The records Start Marker
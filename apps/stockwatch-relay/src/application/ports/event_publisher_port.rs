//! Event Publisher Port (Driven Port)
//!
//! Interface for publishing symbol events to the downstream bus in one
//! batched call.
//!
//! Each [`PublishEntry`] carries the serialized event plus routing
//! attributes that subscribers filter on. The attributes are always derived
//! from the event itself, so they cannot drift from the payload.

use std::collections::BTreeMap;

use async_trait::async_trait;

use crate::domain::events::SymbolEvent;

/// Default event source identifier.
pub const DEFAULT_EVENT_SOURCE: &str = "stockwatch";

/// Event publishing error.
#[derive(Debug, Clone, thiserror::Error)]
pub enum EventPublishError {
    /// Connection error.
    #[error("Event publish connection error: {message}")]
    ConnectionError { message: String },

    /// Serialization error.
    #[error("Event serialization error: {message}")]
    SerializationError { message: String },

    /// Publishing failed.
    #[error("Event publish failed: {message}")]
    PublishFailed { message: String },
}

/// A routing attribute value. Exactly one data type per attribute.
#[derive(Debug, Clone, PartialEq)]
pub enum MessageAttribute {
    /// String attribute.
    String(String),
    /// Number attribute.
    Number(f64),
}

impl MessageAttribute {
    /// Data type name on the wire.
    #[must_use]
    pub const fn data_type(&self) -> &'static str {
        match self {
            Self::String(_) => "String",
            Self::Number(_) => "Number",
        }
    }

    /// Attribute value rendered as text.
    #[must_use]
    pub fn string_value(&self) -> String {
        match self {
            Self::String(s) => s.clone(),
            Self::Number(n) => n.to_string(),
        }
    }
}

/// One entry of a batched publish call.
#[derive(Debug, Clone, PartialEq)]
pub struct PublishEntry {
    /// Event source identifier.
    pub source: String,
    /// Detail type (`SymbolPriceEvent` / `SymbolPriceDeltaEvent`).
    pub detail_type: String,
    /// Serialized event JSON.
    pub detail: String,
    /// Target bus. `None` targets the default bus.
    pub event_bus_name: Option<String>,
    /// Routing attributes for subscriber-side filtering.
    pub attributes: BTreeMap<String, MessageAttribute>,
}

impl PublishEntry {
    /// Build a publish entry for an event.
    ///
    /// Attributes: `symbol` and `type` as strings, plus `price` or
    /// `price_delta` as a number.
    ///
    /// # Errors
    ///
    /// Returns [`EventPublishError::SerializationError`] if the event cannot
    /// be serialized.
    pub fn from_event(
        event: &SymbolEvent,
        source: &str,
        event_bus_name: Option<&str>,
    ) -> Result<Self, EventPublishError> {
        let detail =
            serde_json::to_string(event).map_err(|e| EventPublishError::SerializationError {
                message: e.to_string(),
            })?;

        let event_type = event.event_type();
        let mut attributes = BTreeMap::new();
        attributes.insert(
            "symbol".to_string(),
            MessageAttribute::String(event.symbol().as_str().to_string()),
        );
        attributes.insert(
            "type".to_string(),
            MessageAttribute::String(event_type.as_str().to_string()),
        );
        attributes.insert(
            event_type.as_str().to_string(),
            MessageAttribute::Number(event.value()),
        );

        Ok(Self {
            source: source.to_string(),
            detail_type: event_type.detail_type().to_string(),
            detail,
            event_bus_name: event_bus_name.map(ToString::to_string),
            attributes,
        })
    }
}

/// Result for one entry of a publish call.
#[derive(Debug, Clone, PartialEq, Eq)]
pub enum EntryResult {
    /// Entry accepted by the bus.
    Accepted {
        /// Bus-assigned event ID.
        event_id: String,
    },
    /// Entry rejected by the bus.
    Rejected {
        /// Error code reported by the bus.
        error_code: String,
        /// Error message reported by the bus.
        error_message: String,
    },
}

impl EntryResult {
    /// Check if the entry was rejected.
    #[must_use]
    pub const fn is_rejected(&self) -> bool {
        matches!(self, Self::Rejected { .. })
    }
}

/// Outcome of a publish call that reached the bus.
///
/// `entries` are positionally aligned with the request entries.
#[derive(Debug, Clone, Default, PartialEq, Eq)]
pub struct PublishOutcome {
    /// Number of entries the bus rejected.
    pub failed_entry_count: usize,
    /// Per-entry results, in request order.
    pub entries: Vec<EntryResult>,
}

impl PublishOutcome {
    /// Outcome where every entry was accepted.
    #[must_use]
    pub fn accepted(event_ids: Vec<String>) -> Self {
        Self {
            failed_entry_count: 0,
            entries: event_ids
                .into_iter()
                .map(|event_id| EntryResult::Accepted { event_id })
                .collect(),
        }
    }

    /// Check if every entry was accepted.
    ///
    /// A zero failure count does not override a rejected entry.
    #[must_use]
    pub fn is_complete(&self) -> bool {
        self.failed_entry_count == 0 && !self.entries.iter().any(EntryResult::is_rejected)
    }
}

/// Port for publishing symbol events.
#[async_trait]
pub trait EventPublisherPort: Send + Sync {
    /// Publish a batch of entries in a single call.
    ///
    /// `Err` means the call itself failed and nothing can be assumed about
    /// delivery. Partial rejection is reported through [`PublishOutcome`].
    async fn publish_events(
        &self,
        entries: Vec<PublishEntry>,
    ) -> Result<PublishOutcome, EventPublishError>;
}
The records End Marker
### What you have to do
Please retype all of the records, keeping each line exactly as it is.

### Final answer
filename apps/stockwatch-relay/src/application/ports/event_publisher_port.rs
//! Event Publisher Port (Driven Port)
//!
//! Interface for publishing symbol events to the downstream bus in one
//! batched call.
//!
//! Each [`PublishEntry`] carries the serialized event plus routing
//! attributes that subscribers filter on. The attributes are always derived
//! from the event itself, so they cannot drift from the payload.

use std::collections::BTreeMap;

use async_trait::async_trait;

use crate::domain::events::SymbolEvent;

/// Default event source identifier.
pub const DEFAULT_EVENT_SOURCE: &str = "stockwatch";

/// Event publishing error.
#[derive(Debug, Clone, thiserror::Error)]
pub enum EventPublishError {
    /// Connection error.
    #[error("Event publish connection error: {message}")]
    ConnectionError { message: String },

    /// Serialization error.
    #[error("Event serialization error: {message}")]
    SerializationError { message: String },

    /// Publishing failed.
    #[error("Event publish failed: {message}")]
    PublishFailed { message: String },
}

/// A routing attribute value. Exactly one data type per attribute.
#[derive(Debug, Clone, PartialEq)]
pub enum MessageAttribute {
    /// String attribute.
    String(String),
    /// Number attribute.
    Number(f64),
}

impl MessageAttribute {
    /// Data type name on the wire.
    #[must_use]
    pub const fn data_type(&self) -> &'static str {
        match self {
            Self::String(_) => "String",
            Self::Number(_) => "Number",
        }
    }

    /// Attribute value rendered as text.
    #[must_use]
    pub fn string_value(&self) -> String {
        match self {
            Self::String(s) => s.clone(),
            Self::Number(n) => n.to_string(),
        }
    }
}

/// One entry of a batched publish call.
#[derive(Debug, Clone, PartialEq)]
pub struct PublishEntry {
    /// Event source identifier.
    pub source: String,
    /// Detail type (`SymbolPriceEvent` / `SymbolPriceDeltaEvent`).
    pub detail_type: String,
    /// Serialized event JSON.
    pub detail: String,
    /// Target bus. `None` targets the default bus.
    pub event_bus_name: Option<String>,
    /// Routing attributes for subscriber-side filtering.
    pub attributes: BTreeMap<String, MessageAttribute>,
}

impl PublishEntry {
    /// Build a publish entry for an event.
    ///
    /// Attributes: `symbol` and `type` as strings, plus `price` or
    /// `price_delta` as a number.
    ///
    /// # Errors
    ///
    /// Returns [`EventPublishError::SerializationError`] if the event cannot
    /// be serialized.
    pub fn from_event(
        event: &SymbolEvent,
        source: &str,
        event_bus_name: Option<&str>,
    ) -> Result<Self, EventPublishError> {
        let detail =
            serde_json::to_string(event).map_err(|e| EventPublishError::SerializationError {
                message: e.to_string(),
            })?;

        let event_type = event.event_type();
        let mut attributes = BTreeMap::new();
        attributes.insert(
            "symbol".to_string(),
            MessageAttribute::String(event.symbol().as_str().to_string()),
        );
        attributes.insert(
            "type".to_string(),
            MessageAttribute::String(event_type.as_str().to_string()),
        );
        attributes.insert(
            event_type.as_str().to_string(),
            MessageAttribute::Number(event.value()),
        );

        Ok(Self {
            source: source.to_string(),
            detail_type: event_type.detail_type().to_string(),
            detail,
            event_bus_name: event_bus_name.map(ToString::to_string),
            attributes,
        })
    }
}

/// Result for one entry of a publish call.
#[derive(Debug, Clone, PartialEq, Eq)]
pub enum EntryResult {
    /// Entry accepted by the bus.
    Accepted {
        /// Bus-assigned event ID.
        event_id: String,
    },
    /// Entry rejected by the bus.
    Rejected {
        /// Error code reported by the bus.
        error_code: String,
        /// Error message reported by the bus.
        error_message: String,
    },
}

impl EntryResult {
    /// Check if the entry was rejected.
    #[must_use]
    pub const fn is_rejected(&self) -> bool {
        matches!(self, Self::Rejected { .. })
    }
}

/// Outcome of a publish call that reached the bus.
///
/// `entries` are positionally aligned with the request entries.
#[derive(Debug, Clone, Default, PartialEq, Eq)]
pub struct PublishOutcome {
    /// Number of entries the bus rejected.
    pub failed_entry_count: usize,
    /// Per-entry results, in request order.
    pub entries: Vec<EntryResult>,
}

impl PublishOutcome {
    /// Outcome where every entry was accepted.
    #[must_use]
    pub fn accepted(event_ids: Vec<String>) -> Self {
        Self {
            failed_entry_count: 0,
            entries: event_ids
                .into_iter()
                .map(|event_id| EntryResult::Accepted { event_id })
                .collect(),
        }
    }

    /// Check if every entry was accepted.
    ///
    /// A zero failure count does not override a rejected entry.
    #[must_use]
    pub fn is_complete(&self) -> bool {
        self.failed_entry_count == 0 && !self.entries.iter().any(EntryResult::is_rejected)
    }
}

/// Port for publishing symbol events.
#[async_trait]
pub trait EventPublisherPort: Send + Sync {
    /// Publish a batch of entries in a single call.
    ///
    /// `Err` means the call itself failed and nothing can be assumed about
    /// delivery. Partial rejection is reported through [`PublishOutcome`].
    async fn publish_events(
        &self,
        entries: Vec<PublishEntry>,
    ) -> Result<PublishOutcome, EventPublishError>;
}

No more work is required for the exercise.